## TASK DESCRIPTION
Below are some records. Copy every line in them that holds "derive".

[Dataset items]
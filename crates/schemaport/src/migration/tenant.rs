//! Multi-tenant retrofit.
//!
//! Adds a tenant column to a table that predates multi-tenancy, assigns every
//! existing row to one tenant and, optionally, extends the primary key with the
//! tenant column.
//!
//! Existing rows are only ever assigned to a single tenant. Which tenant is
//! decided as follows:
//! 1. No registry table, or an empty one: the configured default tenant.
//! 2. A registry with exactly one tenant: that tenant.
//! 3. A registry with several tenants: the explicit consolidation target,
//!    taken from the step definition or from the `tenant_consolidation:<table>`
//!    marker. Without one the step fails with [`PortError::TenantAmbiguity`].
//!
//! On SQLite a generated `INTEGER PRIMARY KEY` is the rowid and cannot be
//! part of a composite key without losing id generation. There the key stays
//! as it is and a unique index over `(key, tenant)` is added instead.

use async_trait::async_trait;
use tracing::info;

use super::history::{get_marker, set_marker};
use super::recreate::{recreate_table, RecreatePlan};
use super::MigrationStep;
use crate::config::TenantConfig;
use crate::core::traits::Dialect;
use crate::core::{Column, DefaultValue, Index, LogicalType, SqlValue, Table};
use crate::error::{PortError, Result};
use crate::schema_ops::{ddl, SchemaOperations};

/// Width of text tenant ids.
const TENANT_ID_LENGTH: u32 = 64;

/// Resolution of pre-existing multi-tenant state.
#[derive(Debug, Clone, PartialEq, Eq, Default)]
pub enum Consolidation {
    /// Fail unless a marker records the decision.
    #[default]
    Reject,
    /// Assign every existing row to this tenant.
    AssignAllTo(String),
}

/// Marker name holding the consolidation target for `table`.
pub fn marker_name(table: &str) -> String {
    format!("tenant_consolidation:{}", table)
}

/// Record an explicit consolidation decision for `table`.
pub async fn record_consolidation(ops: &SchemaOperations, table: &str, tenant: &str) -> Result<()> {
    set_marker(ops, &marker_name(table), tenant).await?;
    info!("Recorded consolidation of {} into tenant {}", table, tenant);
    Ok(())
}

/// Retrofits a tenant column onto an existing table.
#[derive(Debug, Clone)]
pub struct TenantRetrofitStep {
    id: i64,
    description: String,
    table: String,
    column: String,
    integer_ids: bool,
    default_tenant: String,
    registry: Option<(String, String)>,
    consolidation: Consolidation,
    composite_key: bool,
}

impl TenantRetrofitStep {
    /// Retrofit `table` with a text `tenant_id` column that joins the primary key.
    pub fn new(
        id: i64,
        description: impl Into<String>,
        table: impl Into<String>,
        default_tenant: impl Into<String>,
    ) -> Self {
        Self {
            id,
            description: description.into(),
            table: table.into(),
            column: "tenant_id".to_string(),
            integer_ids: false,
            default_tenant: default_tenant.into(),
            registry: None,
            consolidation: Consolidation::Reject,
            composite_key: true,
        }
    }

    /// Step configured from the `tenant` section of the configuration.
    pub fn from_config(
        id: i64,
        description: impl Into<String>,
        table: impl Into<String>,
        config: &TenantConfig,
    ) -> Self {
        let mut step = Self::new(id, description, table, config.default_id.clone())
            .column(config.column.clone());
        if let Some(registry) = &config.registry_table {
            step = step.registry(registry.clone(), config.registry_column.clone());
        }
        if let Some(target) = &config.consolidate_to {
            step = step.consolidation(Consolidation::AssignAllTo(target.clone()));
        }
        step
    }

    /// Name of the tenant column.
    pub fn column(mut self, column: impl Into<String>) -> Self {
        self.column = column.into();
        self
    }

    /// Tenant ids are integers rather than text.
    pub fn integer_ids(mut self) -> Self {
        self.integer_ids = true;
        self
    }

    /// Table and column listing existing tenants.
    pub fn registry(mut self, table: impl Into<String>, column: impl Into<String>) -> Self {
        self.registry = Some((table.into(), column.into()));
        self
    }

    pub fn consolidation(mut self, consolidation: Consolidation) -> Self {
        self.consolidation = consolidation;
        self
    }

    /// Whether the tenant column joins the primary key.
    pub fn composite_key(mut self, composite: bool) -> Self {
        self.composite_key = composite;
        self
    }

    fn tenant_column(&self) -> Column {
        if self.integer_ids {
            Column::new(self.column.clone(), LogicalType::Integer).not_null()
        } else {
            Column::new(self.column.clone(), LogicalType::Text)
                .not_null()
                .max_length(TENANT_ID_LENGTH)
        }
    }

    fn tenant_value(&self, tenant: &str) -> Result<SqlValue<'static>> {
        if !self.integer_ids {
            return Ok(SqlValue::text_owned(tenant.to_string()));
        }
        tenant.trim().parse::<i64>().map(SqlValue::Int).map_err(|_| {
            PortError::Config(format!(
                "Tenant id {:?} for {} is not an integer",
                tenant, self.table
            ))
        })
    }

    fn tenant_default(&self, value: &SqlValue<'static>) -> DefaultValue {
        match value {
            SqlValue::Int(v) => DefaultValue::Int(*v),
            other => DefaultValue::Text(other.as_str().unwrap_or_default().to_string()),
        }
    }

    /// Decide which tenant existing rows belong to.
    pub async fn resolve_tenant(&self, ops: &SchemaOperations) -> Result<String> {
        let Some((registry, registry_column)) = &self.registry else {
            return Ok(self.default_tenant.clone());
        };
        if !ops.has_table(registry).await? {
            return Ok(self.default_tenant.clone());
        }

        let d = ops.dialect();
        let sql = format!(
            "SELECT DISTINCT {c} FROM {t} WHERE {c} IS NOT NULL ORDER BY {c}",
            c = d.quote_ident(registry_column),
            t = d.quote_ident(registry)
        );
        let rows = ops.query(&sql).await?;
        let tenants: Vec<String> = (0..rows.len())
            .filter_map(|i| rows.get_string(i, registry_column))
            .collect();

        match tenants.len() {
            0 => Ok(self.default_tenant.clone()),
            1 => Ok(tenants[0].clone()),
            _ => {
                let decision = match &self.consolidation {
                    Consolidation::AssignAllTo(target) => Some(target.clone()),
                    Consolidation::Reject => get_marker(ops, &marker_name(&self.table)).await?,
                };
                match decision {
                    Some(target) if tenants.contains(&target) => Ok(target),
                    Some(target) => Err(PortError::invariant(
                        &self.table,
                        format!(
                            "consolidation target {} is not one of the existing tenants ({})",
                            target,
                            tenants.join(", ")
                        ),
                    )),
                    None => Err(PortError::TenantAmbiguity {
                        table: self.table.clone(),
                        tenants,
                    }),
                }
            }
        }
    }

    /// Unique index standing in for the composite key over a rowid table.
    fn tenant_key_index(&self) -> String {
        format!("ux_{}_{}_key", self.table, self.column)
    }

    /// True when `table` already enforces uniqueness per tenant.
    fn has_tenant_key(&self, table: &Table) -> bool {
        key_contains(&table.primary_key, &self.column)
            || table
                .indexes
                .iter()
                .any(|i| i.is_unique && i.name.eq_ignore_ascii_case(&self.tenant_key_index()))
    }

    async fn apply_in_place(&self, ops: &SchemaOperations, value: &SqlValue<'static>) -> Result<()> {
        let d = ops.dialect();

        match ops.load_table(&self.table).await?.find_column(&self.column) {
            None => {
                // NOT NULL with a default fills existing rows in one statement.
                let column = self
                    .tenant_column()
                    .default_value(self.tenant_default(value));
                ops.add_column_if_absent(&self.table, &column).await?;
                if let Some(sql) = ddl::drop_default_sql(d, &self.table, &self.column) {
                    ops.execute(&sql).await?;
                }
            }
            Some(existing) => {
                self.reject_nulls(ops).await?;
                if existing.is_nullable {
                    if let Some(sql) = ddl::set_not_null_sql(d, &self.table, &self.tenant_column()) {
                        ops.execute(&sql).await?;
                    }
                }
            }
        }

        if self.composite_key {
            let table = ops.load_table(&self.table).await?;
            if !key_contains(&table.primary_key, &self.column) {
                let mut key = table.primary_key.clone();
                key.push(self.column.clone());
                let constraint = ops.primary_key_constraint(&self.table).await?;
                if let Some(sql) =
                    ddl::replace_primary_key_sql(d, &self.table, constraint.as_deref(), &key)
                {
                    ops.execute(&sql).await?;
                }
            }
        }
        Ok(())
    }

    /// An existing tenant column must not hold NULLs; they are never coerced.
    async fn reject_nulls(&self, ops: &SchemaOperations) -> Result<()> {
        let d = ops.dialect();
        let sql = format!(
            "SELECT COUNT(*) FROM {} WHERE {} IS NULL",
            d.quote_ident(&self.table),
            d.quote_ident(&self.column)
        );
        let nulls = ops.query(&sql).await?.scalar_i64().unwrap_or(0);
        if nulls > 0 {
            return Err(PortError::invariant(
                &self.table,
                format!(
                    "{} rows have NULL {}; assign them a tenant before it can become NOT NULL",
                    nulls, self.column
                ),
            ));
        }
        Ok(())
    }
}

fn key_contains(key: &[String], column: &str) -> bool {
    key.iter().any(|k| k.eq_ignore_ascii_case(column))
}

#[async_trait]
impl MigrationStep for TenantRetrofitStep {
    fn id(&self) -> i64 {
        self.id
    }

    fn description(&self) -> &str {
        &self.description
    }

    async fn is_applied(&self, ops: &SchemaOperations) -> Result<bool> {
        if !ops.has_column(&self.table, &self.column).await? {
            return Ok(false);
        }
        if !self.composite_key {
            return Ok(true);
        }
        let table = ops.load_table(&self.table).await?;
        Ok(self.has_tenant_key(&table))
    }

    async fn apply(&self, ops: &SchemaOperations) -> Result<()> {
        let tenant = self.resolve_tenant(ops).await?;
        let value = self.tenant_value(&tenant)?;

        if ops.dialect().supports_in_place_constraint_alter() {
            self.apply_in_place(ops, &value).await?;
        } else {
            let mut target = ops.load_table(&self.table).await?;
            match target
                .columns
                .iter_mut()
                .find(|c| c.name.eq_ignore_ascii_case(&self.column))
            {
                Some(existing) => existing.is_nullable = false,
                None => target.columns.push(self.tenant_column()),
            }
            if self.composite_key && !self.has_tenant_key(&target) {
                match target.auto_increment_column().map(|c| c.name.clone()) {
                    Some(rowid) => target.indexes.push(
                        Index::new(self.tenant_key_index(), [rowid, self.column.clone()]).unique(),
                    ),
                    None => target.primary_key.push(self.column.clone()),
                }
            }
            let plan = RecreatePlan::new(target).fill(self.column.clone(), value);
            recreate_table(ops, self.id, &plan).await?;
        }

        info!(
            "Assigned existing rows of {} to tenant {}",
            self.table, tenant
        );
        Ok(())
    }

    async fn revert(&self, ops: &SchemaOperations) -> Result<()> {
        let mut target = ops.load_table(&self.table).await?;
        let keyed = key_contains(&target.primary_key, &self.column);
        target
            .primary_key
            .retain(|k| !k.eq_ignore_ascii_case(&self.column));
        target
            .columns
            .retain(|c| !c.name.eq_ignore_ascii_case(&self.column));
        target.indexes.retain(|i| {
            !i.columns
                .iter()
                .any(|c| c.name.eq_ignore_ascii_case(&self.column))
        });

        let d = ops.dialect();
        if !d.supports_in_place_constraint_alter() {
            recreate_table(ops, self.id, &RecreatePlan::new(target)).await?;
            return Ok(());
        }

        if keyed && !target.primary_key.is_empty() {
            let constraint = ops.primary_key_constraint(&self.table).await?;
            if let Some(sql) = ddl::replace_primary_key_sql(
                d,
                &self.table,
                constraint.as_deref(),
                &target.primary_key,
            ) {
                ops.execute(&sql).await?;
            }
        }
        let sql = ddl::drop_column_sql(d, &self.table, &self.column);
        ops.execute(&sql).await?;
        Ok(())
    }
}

## YOUR SOLUTION
#[derive(Debug, Clone, PartialEq, Eq, Default)]
#[derive(Debug, Clone)]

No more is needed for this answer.